EQUIPMENT FOR INTERNAL INSPECTION OF SMALL DIAMETER PIPES

[001] The present invention patent belongs to the technical field of investigation or analysis of the interior of pipes, more specifically it refers to equipment for internal inspection of small diameter pipes through a set consisting of a traction system, launching system and inspection module, associating inspection by cameras and electromagnetic probe.

TECHNICAL STATUS

[002] Combined cycle thermoelectric plants have as one of their main elements a steam generator or boiler capable of recovering part of the heat from the exhaust gases of the gas turbines. Using a boiler, thermal efficiency is increased substantially, as the steam thus produced drives a turbine, without the need to burn additional fuel. The operation of a boiler also takes place in steam-only plants. For this type of component, it is necessary to carry out regular inspections throughout the set and, in particular, in the piping, aiming at safety, increasing the useful life or even avoiding unwanted stops.

[003] For example, in Brazil it is necessary to comply with the Regulatory Standard of the Ministry of Labor (Nr-13) with regard to the safety inspection of pipelines, comprising initial and periodic safety inspections on the pipelines.

[004] Currently, it is possible to identify technologies that perform the services of visualization and recording, thickness measurement and data transmission, and for each service a different equipment is required.

[005] Patent document BR112017018094-4A2 presents an apparatus for inspection of a pipe, wherein said apparatus includes a cylindrical body adapted to be transported within said pipe, a set of acoustic transducers installed on the surface of the cylindrical body, a controller adapted to initiate a transmission of an acoustic signal from a first transducer and a reception of said acoustic signal from other transducers in said assembly surrounding the first transducer, the controller being further adapted to determine the direction of a fault in the wall of said pipe. from the received acoustic signals.

[006] The patent document MU9001058-2 presents a pipe inspection tool that produces a magnetic field oblique to the central longitudinal axis of the tool body, covering 360º of the inner wall surface of the pipe. The tool detects axially oriented, circumferentially oriented and volumetric anomalies and allows inspection in a single pass.

TECHNICAL PROBLEM

[007] Currently, inspections in boiler pipes are usually carried out visually or even by external inspection equipment, and face an aggravating factor which is the arrangement of the pipes.
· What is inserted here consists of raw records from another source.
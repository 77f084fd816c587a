use clap::{Parser, ValueEnum};
use crossbeam_channel::{bounded, Receiver, Sender};
use cursive::CbSink;
use log::{error, info};
use std::time::{Duration, Instant};

use chip8_vm::chip::{
    chip8::cursive_display::Display, chip8::Chip8, chip8::Chip8Config, chip8::TimerMode, Chip,
    ChipWithCursiveDisplay,
};

/// Runs a CHIP-8 program in the terminal.
#[derive(Parser)]
#[command(version)]
struct Args {
    /// Path to the program image to load.
    program: String,

    /// Time to sleep after each cycle, in microseconds.
    #[arg(long, default_value_t = 1400)]
    cycle_sleep_us: u64,

    /// What drives the delay and sound timers.
    #[arg(long, value_enum, default_value_t = TimerSource::WallClock)]
    timer_mode: TimerSource,
}

#[derive(Clone, Copy, ValueEnum)]
enum TimerSource {
    /// One decrement per executed instruction.
    Cycles,
    /// 60 Hz decrements measured on the wall clock.
    WallClock,
}

impl From<TimerSource> for TimerMode {
    fn from(source: TimerSource) -> TimerMode {
        match source {
            TimerSource::Cycles => TimerMode::Cycles(1),
            TimerSource::WallClock => TimerMode::WallClock,
        }
    }
}

/// Represents an event to be processed by the event loop. It is generic
/// over the type representing the pressed key.
enum Event<T> {
    /// Occurs when the key passed in the enum value was pressed.
    Key(T),

    /// Indicates that all keys are released. Terminals do not report key
    /// releases, so one key is assigned to release all keys.
    KeyRelease,

    /// Decreases the sleep time after each cycle.
    SpeedUp,

    /// Increases the sleep time after each cycle.
    SlowDown,

    /// Shut down.
    Quit,
}

/// Represents the channels available to the event loop. It is generic
/// over the type representing the pressed keys.
#[derive(Clone)]
struct EventLoopChannels<T> {
    /// The channel to send the UI refresh messages to.
    gfx_sender: CbSink,

    /// The channel on which the Events are received.
    key_receiver: Receiver<Event<T>>,

    /// A channel to report that the thread has completed
    /// shutdown.
    shutdown_sender: Sender<()>,
}

/// The event loop. Constantly loops over (1) process event if there
/// is any. (2) Invoke cycle on the chip. (3) Feed the elapsed time to the
/// timers. (4) Update the UI. (5) Sleep for the cycle sleep time. (6) Start over.
fn event_loop(mut chip: Chip8, io_channels: EventLoopChannels<u8>, cycle_sleep_us: u64) {
    const SLEEP_STEP_US: u64 = 200;

    let mut cycle_sleep = cycle_sleep_us;
    let mut last_tick = Instant::now();
    loop {
        match io_channels.key_receiver.try_recv() {
            Ok(Event::Key(key)) => {
                chip.set_input_pin(key, true);
            }
            Ok(Event::KeyRelease) => {
                chip.reset_input_pins();
            }
            Ok(Event::Quit) => {
                break;
            }
            Ok(Event::SpeedUp) => {
                cycle_sleep = cycle_sleep.saturating_sub(SLEEP_STEP_US);
            }
            Ok(Event::SlowDown) => {
                cycle_sleep += SLEEP_STEP_US;
            }
            Err(_) => { /* do nothing */ }
        };

        if let Err(e) = chip.cycle() {
            error!("Stopping execution: {}", e);
            io_channels
                .gfx_sender
                .send(Box::new(|s: &mut cursive::Cursive| s.quit()))
                .ok();
            break;
        }

        let now = Instant::now();
        chip.advance_timers(now - last_tick);
        last_tick = now;

        chip.update_ui(&io_channels.gfx_sender);

        std::thread::sleep(Duration::from_micros(cycle_sleep));
    }

    // the receiving end is gone if the loop stopped on its own
    io_channels.shutdown_sender.send(()).ok();
}

/// Constructs the UI and spawns the event loop and the UI thread.
fn main() {
    env_logger::init();
    let args = Args::parse();

    let mut chip8 = Chip8::with_config(Chip8Config::with_timer_mode(args.timer_mode.into()));

    match chip8.load_program(&args.program) {
        Ok(size) => info!("Loaded {} ({} bytes)", args.program, size),
        Err(e) => {
            eprintln!("{}", e);
            std::process::exit(1);
        }
    }

    let mut siv = cursive::default();

    let cb_sink = siv.cb_sink().clone();
    let (key_sender, key_receiver) = bounded::<Event<u8>>(10);
    let (shutdown_sender, shutdown_receiver) = bounded::<()>(1);

    let cycle_sleep_us = args.cycle_sleep_us;
    let event_loop_handle = std::thread::spawn(move || {
        event_loop(
            chip8,
            EventLoopChannels {
                gfx_sender: cb_sink,
                key_receiver,
                shutdown_sender,
            },
            cycle_sleep_us,
        );
    });

    let sender = key_sender.clone();
    siv.add_global_callback(cursive::event::Key::Esc, move |s| {
        if sender.send(Event::Quit).is_ok() {
            shutdown_receiver.recv().ok();
        }
        s.quit();
    });

    for (i, j) in &[
        ('1', 0x1),
        ('2', 0x2),
        ('3', 0x3),
        ('4', 0xC),
        ('q', 0x4),
        ('w', 0x5),
        ('e', 0x6),
        ('r', 0xD),
        ('a', 0x7),
        ('s', 0x8),
        ('d', 0x9),
        ('f', 0xE),
        ('z', 0xA),
        ('x', 0x0),
        ('c', 0xB),
        ('v', 0xF),
    ] {
        let sender = key_sender.clone();
        let key = *j as u8;
        siv.add_global_callback(*i, move |_s| {
            sender.send(Event::Key(key)).ok();
        });
    }

    let sender = key_sender.clone();
    siv.add_global_callback(' ', move |_s| {
        sender.send(Event::KeyRelease).ok();
    });

    let sender = key_sender.clone();
    siv.add_global_callback(cursive::event::Key::Up, move |_s| {
        sender.send(Event::SpeedUp).ok();
    });

    let sender = key_sender;
    siv.add_global_callback(cursive::event::Key::Down, move |_s| {
        sender.send(Event::SlowDown).ok();
    });

    siv.add_layer(Display::default());

    siv.run();

    if event_loop_handle.join().is_err() {
        error!("Event loop panicked");
    }
}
The tubes are arranged in rows with small distances from each other, making internal and external inspection of these tubes impossible, due to the difficulty of access.
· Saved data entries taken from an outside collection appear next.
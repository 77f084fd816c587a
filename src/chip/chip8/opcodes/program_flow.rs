use crate::chip::{
    chip8::{constants::CHIP8_STACK_SIZE, util, Chip8},
    CycleError,
};

/// 1nnn
pub(super) fn jump(state: &mut Chip8, address: u16) {
    state.program_counter = address;
}

/// 2nnn: pushes the address of the call itself; returning skips past it.
pub(super) fn call(state: &mut Chip8, address: u16, opcode: u16) -> Result<(), CycleError> {
    if state.stack_pointer as usize >= CHIP8_STACK_SIZE {
        return Err(CycleError::StackOverflow {
            opcode,
            program_counter: state.program_counter,
        });
    }

    state.stack[state.stack_pointer as usize] = state.program_counter;
    state.stack_pointer += 1;
    state.program_counter = address;
    Ok(())
}

/// 3xkk
pub(super) fn skip_if_equal(state: &mut Chip8, reg: u8, value: u8) {
    let condition = state.registers[reg as usize] == value;
    util::conditional_skip(state, condition);
}

/// 4xkk
pub(super) fn skip_if_not_equal(state: &mut Chip8, reg: u8, value: u8) {
    let condition = state.registers[reg as usize] != value;
    util::conditional_skip(state, condition);
}

/// 5xy0
pub(super) fn skip_if_registers_equal(state: &mut Chip8, x: u8, y: u8) {
    let condition = state.registers[x as usize] == state.registers[y as usize];
    util::conditional_skip(state, condition);
}

/// 9xy0
pub(super) fn skip_if_registers_not_equal(state: &mut Chip8, x: u8, y: u8) {
    let condition = state.registers[x as usize] != state.registers[y as usize];
    util::conditional_skip(state, condition);
}

/// Bnnn
pub(super) fn jump_with_offset(state: &mut Chip8, address: u16) {
    state.program_counter = address.wrapping_add(state.registers[0] as u16);
}

/// Ex9E
pub(super) fn skip_if_key_pressed(state: &mut Chip8, reg: u8) {
    let condition = state.input_pins[key_index(state, reg)];
    util::conditional_skip(state, condition);
}

/// ExA1
pub(super) fn skip_if_key_not_pressed(state: &mut Chip8, reg: u8) {
    let condition = !state.input_pins[key_index(state, reg)];
    util::conditional_skip(state, condition);
}

/// Only the low nibble of a register selects a key.
fn key_index(state: &Chip8, reg: u8) -> usize {
    (state.registers[reg as usize] & 0xF) as usize
}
[008] With regard to the internal inspection of pipes by equipment, the patent documents cited herein in the state of the art use acoustic or electromagnetic transduction technologies, however they do not reveal specific equipment for inspection of small diameter pipes, and involving a set consisting of a traction system, launch system and inspection module, associating inspection by cameras and electromagnetic probe with the processing of information by artificial intelligence.

TECHNICAL SOLUTION

[009] Due to the problems encountered in the prior art, the present invention presents the development of a hybrid equipment, applied to the inspection and automatic diagnosis of carbon steel tubes, for example with a nominal diameter of 1 ½", capable of performing the analysis visual of the inner wall of the tubes, in addition to the measurement of cracks and wall thickness.

[0010] There is then, through the present invention, an equipment with technology capable of enabling the inspection of small pipes in places with restricted access, in addition to the automatic diagnosis of damage to these pipes.

[0011] Furthermore, with the availability of the technology of the present invention, it is possible to carry out specific industrial inspections, for example, it opens up the possibility that inspections in boiler pipes are more frequent and consistent. In this way, it contributes to cost reduction in corrective maintenance activities in projects related to thermoelectric generation.

BRIEF DESCRIPTION OF THE FIGURES

[0012] The following description is not limited to the drawings or components cited, with reference to the following illustrations referenced below.

[0013] Figure 1 shows a first section of the launch system centralization set according to the present invention.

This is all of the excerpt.